§ WORK REQUEST:
Across the entries below, work out how many lines contain "Option". Please give the number only.

####################

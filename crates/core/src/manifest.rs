//! Version manifest stored alongside the card catalog.

use chrono::{DateTime, Utc};
use serde::{Deserialize, Serialize};

/// Which data release a catalog was built from.
#[derive(Debug, Clone, PartialEq, Serialize, Deserialize, Default)]
pub struct CatalogManifest {
    /// Data release or points document version, e.g. `"2.5.0"`.
    #[serde(default)]
    pub version: Option<String>,
    /// When the card data was exported.
    #[serde(default)]
    pub updated_at: Option<DateTime<Utc>>,
}

impl CatalogManifest {
    /// Trim the version and drop it when nothing is left.
    pub fn normalized(self) -> Self {
        let version = self
            .version
            .map(|version| version.trim().to_string())
            .filter(|version| !version.is_empty());
        Self { version, ..self }
    }

    /// Label used in logs and listings.
    pub fn label(&self) -> String {
        match (&self.version, &self.updated_at) {
            (Some(version), Some(updated_at)) => {
                format!("{version} ({})", updated_at.format("%Y-%m-%d"))
            }
            (Some(version), None) => version.clone(),
            (None, Some(updated_at)) => format!("unversioned ({})", updated_at.format("%Y-%m-%d")),
            (None, None) => "unversioned".to_string(),
        }
    }
}
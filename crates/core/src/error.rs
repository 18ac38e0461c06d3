//! Error types surfaced by squad operations and the persistence layer.

use std::{fmt, io, path::PathBuf};

use thiserror::Error;

use crate::models::{Faction, SlotKind};

/// Kind of record an identifier refers to.
#[derive(Debug, Clone, Copy, PartialEq, Eq)]
#[allow(missing_docs)]
pub enum RecordKind {
    Ship,
    Pilot,
    Upgrade,
    Squad,
    Member,
    EquippedUpgrade,
}

impl fmt::Display for RecordKind {
    fn fmt(&self, f: &mut fmt::Formatter<'_>) -> fmt::Result {
        let label = match self {
            RecordKind::Ship => "ship",
            RecordKind::Pilot => "pilot",
            RecordKind::Upgrade => "upgrade",
            RecordKind::Squad => "squad",
            RecordKind::Member => "member",
            RecordKind::EquippedUpgrade => "equipped upgrade",
        };
        f.write_str(label)
    }
}

/// Recoverable failures of catalog lookups and squad mutations.
///
/// Every variant except [`SquadError::Persistence`] is a rejected user action:
/// the squad it was aimed at is left untouched.
#[derive(Debug, Error)]
#[allow(missing_docs)]
pub enum SquadError {
    #[error("{kind} '{id}' not found")]
    NotFound { kind: RecordKind, id: String },
    #[error("{card} belongs to {found}, squad is {expected}")]
    FactionMismatch {
        card: String,
        expected: Faction,
        found: Faction,
    },
    #[error("{card} is not legal in hyperspace-only squads")]
    HyperspaceIllegal { card: String },
    #[error("no open {slot} slot")]
    SlotUnavailable { slot: SlotKind },
    #[error("no more copies of {card} allowed")]
    DuplicateRestricted { card: String },
    #[error("pilot '{pilot}' does not fly ship '{ship}'")]
    PilotShipMismatch { pilot: String, ship: String },
    #[error("{0}")]
    IllegalState(String),
    #[error(transparent)]
    Persistence(#[from] PersistenceError),
}

impl SquadError {
    pub(crate) fn not_found(kind: RecordKind, id: impl ToString) -> Self {
        SquadError::NotFound {
            kind,
            id: id.to_string(),
        }
    }
}

/// Failures reading or writing the stored squad collection.
#[derive(Debug, Error)]
pub enum PersistenceError {
    /// The storage location could not be read or written.
    #[error("failed to access {}: {source}", .path.display())]
    Io {
        /// File involved in the failed operation.
        path: PathBuf,
        /// Underlying I/O error.
        source: io::Error,
    },
    /// Stored data exists but does not decode as a squad list.
    #[error("malformed squad data in {}: {source}", .path.display())]
    Malformed {
        /// File holding the malformed document.
        path: PathBuf,
        /// Decoder error.
        source: serde_json::Error,
    },
    /// The squad list could not be encoded.
    #[error("failed to encode squads: {0}")]
    Encode(#[source] serde_json::Error),
}

/// Result alias used throughout the squad model.
pub type SquadResult<T> = Result<T, SquadError>;
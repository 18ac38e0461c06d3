//! Durable storage for the squad list.

use std::{
    fs,
    io::{self, Write},
    path::{Path, PathBuf},
};

use chrono::Utc;
use parking_lot::Mutex;
use tempfile::NamedTempFile;
use tracing::{debug, warn};

use crate::{error::PersistenceError, squad::Squad};

/// Root directory under the user data directory used for squads.
pub const DEFAULT_DATA_DIR: &str = "xsquad";
/// File name of the squad document.
pub const DEFAULT_SQUADS_FILE: &str = "squads.json";

/// Load/save boundary for the whole squad collection.
///
/// Implementations store the list as one document; there is no partial
/// update.
pub trait SquadStorage: Send + Sync {
    /// Read the stored list; an absent store yields an empty list.
    fn load(&self) -> Result<Vec<Squad>, PersistenceError>;
    /// Replace the stored list.
    fn save(&self, squads: &[Squad]) -> Result<(), PersistenceError>;
}

/// Stores squads as a pretty-printed JSON array in a single file.
#[derive(Debug, Clone)]
pub struct JsonFileStorage {
    path: PathBuf,
}

impl JsonFileStorage {
    /// Create a storage writing to `path`.
    pub fn new(path: impl Into<PathBuf>) -> Self {
        Self { path: path.into() }
    }

    /// Default location under the user's data directory.
    pub fn default_path() -> PathBuf {
        dirs::data_dir()
            .unwrap_or_else(|| PathBuf::from("."))
            .join(DEFAULT_DATA_DIR)
            .join(DEFAULT_SQUADS_FILE)
    }

    /// Path of the squad document.
    pub fn path(&self) -> &Path {
        &self.path
    }

    /// Move an unreadable document aside so a fresh list can be saved.
    ///
    /// Returns the new location, or `None` when there was nothing to move.
    pub fn quarantine(&self) -> Result<Option<PathBuf>, PersistenceError> {
        if !self.path.exists() {
            return Ok(None);
        }
        let stem = self
            .path
            .file_stem()
            .and_then(|stem| stem.to_str())
            .unwrap_or("squads");
        let target = self.path.with_file_name(format!(
            "{stem}.corrupt-{}.json",
            Utc::now().format("%Y%m%d%H%M%S")
        ));
        fs::rename(&self.path, &target).map_err(|source| PersistenceError::Io {
            path: self.path.clone(),
            source,
        })?;
        warn!(from = %self.path.display(), to = %target.display(), "Quarantined squad document");
        Ok(Some(target))
    }

    fn write_document(&self, contents: &[u8]) -> io::Result<()> {
        let parent = match self.path.parent() {
            Some(parent) if !parent.as_os_str().is_empty() => parent,
            _ => Path::new("."),
        };
        fs::create_dir_all(parent)?;
        let mut file = NamedTempFile::new_in(parent)?;
        file.write_all(contents)?;
        file.as_file().sync_all()?;
        file.persist(&self.path).map_err(|err| err.error)?;
        Ok(())
    }
}

impl Default for JsonFileStorage {
    fn default() -> Self {
        Self::new(Self::default_path())
    }
}

impl SquadStorage for JsonFileStorage {
    fn load(&self) -> Result<Vec<Squad>, PersistenceError> {
        let content = match fs::read_to_string(&self.path) {
            Ok(content) => content,
            Err(err) if err.kind() == io::ErrorKind::NotFound => {
                debug!(path = %self.path.display(), "No squad document yet");
                return Ok(Vec::new());
            }
            Err(source) => {
                return Err(PersistenceError::Io {
                    path: self.path.clone(),
                    source,
                })
            }
        };
        serde_json::from_str(&content).map_err(|source| PersistenceError::Malformed {
            path: self.path.clone(),
            source,
        })
    }

    fn save(&self, squads: &[Squad]) -> Result<(), PersistenceError> {
        let serialised = serde_json::to_vec_pretty(squads).map_err(PersistenceError::Encode)?;
        self.write_document(&serialised)
            .map_err(|source| PersistenceError::Io {
                path: self.path.clone(),
                source,
            })?;
        debug!(path = %self.path.display(), squads = squads.len(), "Squads saved");
        Ok(())
    }
}

/// Keeps the squad list in memory.
#[derive(Debug, Default)]
pub struct MemoryStorage {
    squads: Mutex<Vec<Squad>>,
}

impl MemoryStorage {
    /// Storage pre-populated with `squads`.
    pub fn with_squads(squads: Vec<Squad>) -> Self {
        Self {
            squads: Mutex::new(squads),
        }
    }

    /// Copy of the last saved list.
    pub fn snapshot(&self) -> Vec<Squad> {
        self.squads.lock().clone()
    }
}

impl SquadStorage for MemoryStorage {
    fn load(&self) -> Result<Vec<Squad>, PersistenceError> {
        Ok(self.squads.lock().clone())
    }

    fn save(&self, squads: &[Squad]) -> Result<(), PersistenceError> {
        *self.squads.lock() = squads.to_vec();
        Ok(())
    }
}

####################

§ RESULT BELOW:
3